— The data —
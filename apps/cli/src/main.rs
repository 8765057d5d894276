//! DealDesk CLI: deal tracking for an asset-management desk.
//!
//! Lists and edits deals and referents, imports contacts from CSV, and
//! pre-fills deals from documents through the AI classifier.

mod commands;

use clap::Parser;
use color_eyre::eyre::Result;

use commands::Cli;

#[tokio::main]
async fn main() -> Result<()> {
    color_eyre::install()?;
    let cli = Cli::parse();
    commands::init_tracing(&cli);
    commands::run(cli).await
}
//! Core domain types for DealDesk: deals, referents, and the classification draft.

use std::fmt;
use std::str::FromStr;

use chrono::{DateTime, NaiveDate, Utc};
use serde::{Deserialize, Serialize};
use uuid::Uuid;

use crate::error::DealDeskError;

// ---------------------------------------------------------------------------
// Enumerations
// ---------------------------------------------------------------------------

/// Business area a deal belongs to.
#[derive(Debug, Clone, Copy, PartialEq, Eq, Hash, Serialize, Deserialize)]
#[serde(rename_all = "snake_case")]
pub enum Category {
    Finance,
    RealEstate,
    Corporate,
}

impl Category {
    pub const ALL: [Category; 3] = [Self::Finance, Self::RealEstate, Self::Corporate];

    /// Wire value, as stored in JSON and offered to the model.
    pub fn as_str(&self) -> &'static str {
        match self {
            Self::Finance => "finance",
            Self::RealEstate => "real_estate",
            Self::Corporate => "corporate",
        }
    }

    pub fn label(&self) -> &'static str {
        match self {
            Self::Finance => "Finance",
            Self::RealEstate => "Real Estate",
            Self::Corporate => "Corporate",
        }
    }
}

/// Pipeline stage of a deal. Any stage may follow any other.
#[derive(Debug, Clone, Copy, PartialEq, Eq, Hash, Serialize, Deserialize)]
#[serde(rename_all = "snake_case")]
pub enum DealStatus {
    Lead,
    Analysis,
    DueDiligence,
    Negotiation,
    Closing,
    Archived,
}

impl DealStatus {
    pub const ALL: [DealStatus; 6] = [
        Self::Lead,
        Self::Analysis,
        Self::DueDiligence,
        Self::Negotiation,
        Self::Closing,
        Self::Archived,
    ];

    pub fn as_str(&self) -> &'static str {
        match self {
            Self::Lead => "lead",
            Self::Analysis => "analysis",
            Self::DueDiligence => "due_diligence",
            Self::Negotiation => "negotiation",
            Self::Closing => "closing",
            Self::Archived => "archived",
        }
    }

    pub fn label(&self) -> &'static str {
        match self {
            Self::Lead => "Lead",
            Self::Analysis => "Analysis",
            Self::DueDiligence => "Due Diligence",
            Self::Negotiation => "Negotiation",
            Self::Closing => "Closing",
            Self::Archived => "Archived",
        }
    }

    /// The next stage in display order, wrapping around (used by the TUI picker).
    pub fn next(&self) -> Self {
        let idx = Self::ALL.iter().position(|s| s == self).unwrap_or(0);
        Self::ALL[(idx + 1) % Self::ALL.len()]
    }
}

/// Deal priority.
#[derive(Debug, Clone, Copy, PartialEq, Eq, Hash, Serialize, Deserialize)]
#[serde(rename_all = "snake_case")]
pub enum Priority {
    High,
    Medium,
    Low,
}

impl Priority {
    pub const ALL: [Priority; 3] = [Self::High, Self::Medium, Self::Low];

    pub fn as_str(&self) -> &'static str {
        match self {
            Self::High => "high",
            Self::Medium => "medium",
            Self::Low => "low",
        }
    }

    pub fn label(&self) -> &'static str {
        match self {
            Self::High => "High",
            Self::Medium => "Medium",
            Self::Low => "Low",
        }
    }
}

/// Session role label.
///
/// Presentation-only: it is shown in the UI and recorded as the audit-log
/// user, but no operation checks it.
#[derive(Debug, Clone, Copy, PartialEq, Eq, Hash, Serialize, Deserialize, Default)]
#[serde(rename_all = "snake_case")]
pub enum Role {
    #[default]
    Admin,
    Manager,
    Operator,
    Viewer,
}

impl Role {
    pub const ALL: [Role; 4] = [Self::Admin, Self::Manager, Self::Operator, Self::Viewer];

    pub fn as_str(&self) -> &'static str {
        match self {
            Self::Admin => "admin",
            Self::Manager => "manager",
            Self::Operator => "operator",
            Self::Viewer => "viewer",
        }
    }

    pub fn label(&self) -> &'static str {
        match self {
            Self::Admin => "Admin",
            Self::Manager => "Manager",
            Self::Operator => "Operator",
            Self::Viewer => "Viewer",
        }
    }
}
//! Error types for DealDesk.
//!
//! Library crates use [`DealDeskError`] via `thiserror`.
//! App crates (cli/tui) wrap this with `color-eyre` for rich diagnostics.

use std::path::PathBuf;

/// Top-level error type for all DealDesk operations.
#[derive(Debug, thiserror::Error)]
pub enum DealDeskError {
    /// Configuration loading or validation error.
    #[error("config error: {message}")]
    Config { message: String },

    /// Database or storage layer error.
    #[error("storage error: {0}")]
    Storage(String),

    /// AI classification error (request, HTTP status, or response parsing).
    ///
    /// Never escapes the classification adapter; it is converted into the
    /// fallback draft at that boundary.
    #[error("classification error: {0}")]
    Classification(String),

    /// Filesystem I/O error.
    #[error("I/O error at {path:?}: {source}")]
    Io {
        path: PathBuf,
        source: std::io::Error,
    },

    /// Data validation error (missing fields, unsupported file type, etc.).
    #[error("validation error: {message}")]
    Validation { message: String },

    /// CSV import rejected as a whole (empty file, unmappable columns).
    #[error("import rejected: {message}")]
    Import { message: String },

    /// A deal or referent id that is not in the collection.
    #[error("not found: {0}")]
    NotFound(String),

    /// JSON or value parsing error.
    #[error("parse error: {message}")]
    Parse { message: String },
}

/// Convenience alias used throughout the codebase.
pub type Result<T> = std::result::Result<T, DealDeskError>;

impl DealDeskError {
    /// Create a config error from any displayable message.
    pub fn config(msg: impl Into<String>) -> Self {
        Self::Config {
            message: msg.into(),
        }
    }

    /// Create a parse error from any displayable message.
    pub fn parse(msg: impl Into<String>) -> Self {
        Self::Parse {
            message: msg.into(),
        }
    }

    /// Create a validation error from any displayable message.
    pub fn validation(msg: impl Into<String>) -> Self {
        Self::Validation {
            message: msg.into(),
        }
    }

    /// Create an import rejection from any displayable message.
    pub fn import(msg: impl Into<String>) -> Self {
        Self::Import {
            message: msg.into(),
        }
    }

    /// Wrap a `std::io::Error` with a path for context.
    pub fn io(path: impl Into<PathBuf>, source: std::io::Error) -> Self {
        Self::Io {
            path: path.into(),
            source,
        }
    }
}

#[cfg(test)]
mod tests {
    use super::*;

    #[test]
    fn error_display_formatting() {
        let err = DealDeskError::config("missing API key");
        assert_eq!(err.to_string(), "config error: missing API key");

        let err = DealDeskError::import("could not map the CSV columns");
        assert!(err.to_string().starts_with("import rejected:"));
        assert!(err.to_string().contains("CSV columns"));
    }

    #[test]
    fn not_found_carries_id() {
        let err = DealDeskError::NotFound("deal DEAL-20240115-abc123".into());
        assert!(err.to_string().contains("DEAL-20240115-abc123"));
    }
}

— Exercise aim —
Reproduce the records above with every character intact.

— Task answer —
filename apps/cli/src/main.rs
repository 8765057d5d894276
//! DealDesk CLI: deal tracking for an asset-management desk.
//!
//! Lists and edits deals and referents, imports contacts from CSV, and
//! pre-fills deals from documents through the AI classifier.

mod commands;

use clap::Parser;
use color_eyre::eyre::Result;

use commands::Cli;

#[tokio::main]
async fn main() -> Result<()> {
    color_eyre::install()?;
    let cli = Cli::parse();
    commands::init_tracing(&cli);
    commands::run(cli).await
}
//! Core domain types for DealDesk: deals, referents, and the classification draft.

use std::fmt;
use std::str::FromStr;

use chrono::{DateTime, NaiveDate, Utc};
use serde::{Deserialize, Serialize};
use uuid::Uuid;

use crate::error::DealDeskError;

// ---------------------------------------------------------------------------
// Enumerations
// ---------------------------------------------------------------------------

/// Business area a deal belongs to.
#[derive(Debug, Clone, Copy, PartialEq, Eq, Hash, Serialize, Deserialize)]
#[serde(rename_all = "snake_case")]
pub enum Category {
    Finance,
    RealEstate,
    Corporate,
}

impl Category {
    pub const ALL: [Category; 3] = [Self::Finance, Self::RealEstate, Self::Corporate];

    /// Wire value, as stored in JSON and offered to the model.
    pub fn as_str(&self) -> &'static str {
        match self {
            Self::Finance => "finance",
            Self::RealEstate => "real_estate",
            Self::Corporate => "corporate",
        }
    }

    pub fn label(&self) -> &'static str {
        match self {
            Self::Finance => "Finance",
            Self::RealEstate => "Real Estate",
            Self::Corporate => "Corporate",
        }
    }
}

/// Pipeline stage of a deal. Any stage may follow any other.
#[derive(Debug, Clone, Copy, PartialEq, Eq, Hash, Serialize, Deserialize)]
#[serde(rename_all = "snake_case")]
pub enum DealStatus {
    Lead,
    Analysis,
    DueDiligence,
    Negotiation,
    Closing,
    Archived,
}

impl DealStatus {
    pub const ALL: [DealStatus; 6] = [
        Self::Lead,
        Self::Analysis,
        Self::DueDiligence,
        Self::Negotiation,
        Self::Closing,
        Self::Archived,
    ];

    pub fn as_str(&self) -> &'static str {
        match self {
            Self::Lead => "lead",
            Self::Analysis => "analysis",
            Self::DueDiligence => "due_diligence",
            Self::Negotiation => "negotiation",
            Self::Closing => "closing",
            Self::Archived => "archived",
        }
    }

    pub fn label(&self) -> &'static str {
        match self {
            Self::Lead => "Lead",
            Self::Analysis => "Analysis",
            Self::DueDiligence => "Due Diligence",
            Self::Negotiation => "Negotiation",
            Self::Closing => "Closing",
            Self::Archived => "Archived",
        }
    }

    /// The next stage in display order, wrapping around (used by the TUI picker).
    pub fn next(&self) -> Self {
        let idx = Self::ALL.iter().position(|s| s == self).unwrap_or(0);
        Self::ALL[(idx + 1) % Self::ALL.len()]
    }
}

/// Deal priority.
#[derive(Debug, Clone, Copy, PartialEq, Eq, Hash, Serialize, Deserialize)]
#[serde(rename_all = "snake_case")]
pub enum Priority {
    High,
    Medium,
    Low,
}

impl Priority {
    pub const ALL: [Priority; 3] = [Self::High, Self::Medium, Self::Low];

    pub fn as_str(&self) -> &'static str {
        match self {
            Self::High => "high",
            Self::Medium => "medium",
            Self::Low => "low",
        }
    }

    pub fn label(&self) -> &'static str {
        match self {
            Self::High => "High",
            Self::Medium => "Medium",
            Self::Low => "Low",
        }
    }
}

/// Session role label.
///
/// Presentation-only: it is shown in the UI and recorded as the audit-log
/// user, but no operation checks it.
#[derive(Debug, Clone, Copy, PartialEq, Eq, Hash, Serialize, Deserialize, Default)]
#[serde(rename_all = "snake_case")]
pub enum Role {
    #[default]
    Admin,
    Manager,
    Operator,
    Viewer,
}

impl Role {
    pub const ALL: [Role; 4] = [Self::Admin, Self::Manager, Self::Operator, Self::Viewer];

    pub fn as_str(&self) -> &'static str {
        match self {
            Self::Admin => "admin",
            Self::Manager => "manager",
            Self::Operator => "operator",
            Self::Viewer => "viewer",
        }
    }

    pub fn label(&self) -> &'static str {
        match self {
            Self::Admin => "Admin",
            Self::Manager => "Manager",
            Self::Operator => "Operator",
            Self::Viewer => "Viewer",
        }
    }
}
//! Error types for DealDesk.
//!
//! Library crates use [`DealDeskError`] via `thiserror`.
//! App crates (cli/tui) wrap this with `color-eyre` for rich diagnostics.

use std::path::PathBuf;

/// Top-level error type for all DealDesk operations.
#[derive(Debug, thiserror::Error)]
pub enum DealDeskError {
    /// Configuration loading or validation error.
    #[error("config error: {message}")]
    Config { message: String },

    /// Database or storage layer error.
    #[error("storage error: {0}")]
    Storage(String),

    /// AI classification error (request, HTTP status, or response parsing).
    ///
    /// Never escapes the classification adapter; it is converted into the
    /// fallback draft at that boundary.
    #[error("classification error: {0}")]
    Classification(String),

    /// Filesystem I/O error.
    #[error("I/O error at {path:?}: {source}")]
    Io {
        path: PathBuf,
        source: std::io::Error,
    },

    /// Data validation error (missing fields, unsupported file type, etc.).
    #[error("validation error: {message}")]
    Validation { message: String },

    /// CSV import rejected as a whole (empty file, unmappable columns).
    #[error("import rejected: {message}")]
    Import { message: String },

    /// A deal or referent id that is not in the collection.
    #[error("not found: {0}")]
    NotFound(String),

    /// JSON or value parsing error.
    #[error("parse error: {message}")]
    Parse { message: String },
}

/// Convenience alias used throughout the codebase.
pub type Result<T> = std::result::Result<T, DealDeskError>;

impl DealDeskError {
    /// Create a config error from any displayable message.
    pub fn config(msg: impl Into<String>) -> Self {
        Self::Config {
            message: msg.into(),
        }
    }

    /// Create a parse error from any displayable message.
    pub fn parse(msg: impl Into<String>) -> Self {
        Self::Parse {
            message: msg.into(),
        }
    }

    /// Create a validation error from any displayable message.
    pub fn validation(msg: impl Into<String>) -> Self {
        Self::Validation {
            message: msg.into(),
        }
    }

    /// Create an import rejection from any displayable message.
    pub fn import(msg: impl Into<String>) -> Self {
        Self::Import {
            message: msg.into(),
        }
    }

    /// Wrap a `std::io::Error` with a path for context.
    pub fn io(path: impl Into<PathBuf>, source: std::io::Error) -> Self {
        Self::Io {
            path: path.into(),
            source,
        }
    }
}

#[cfg(test)]
mod tests {
    use super::*;

    #[test]
    fn error_display_formatting() {
        let err = DealDeskError::config("missing API key");
        assert_eq!(err.to_string(), "config error: missing API key");

        let err = DealDeskError::import("could not map the CSV columns");
        assert!(err.to_string().starts_with("import rejected:"));
        assert!(err.to_string().contains("CSV columns"));
    }

    #[test]
    fn not_found_carries_id() {
        let err = DealDeskError::NotFound("deal DEAL-20240115-abc123".into());
        assert!(err.to_string().contains("DEAL-20240115-abc123"));
    }
}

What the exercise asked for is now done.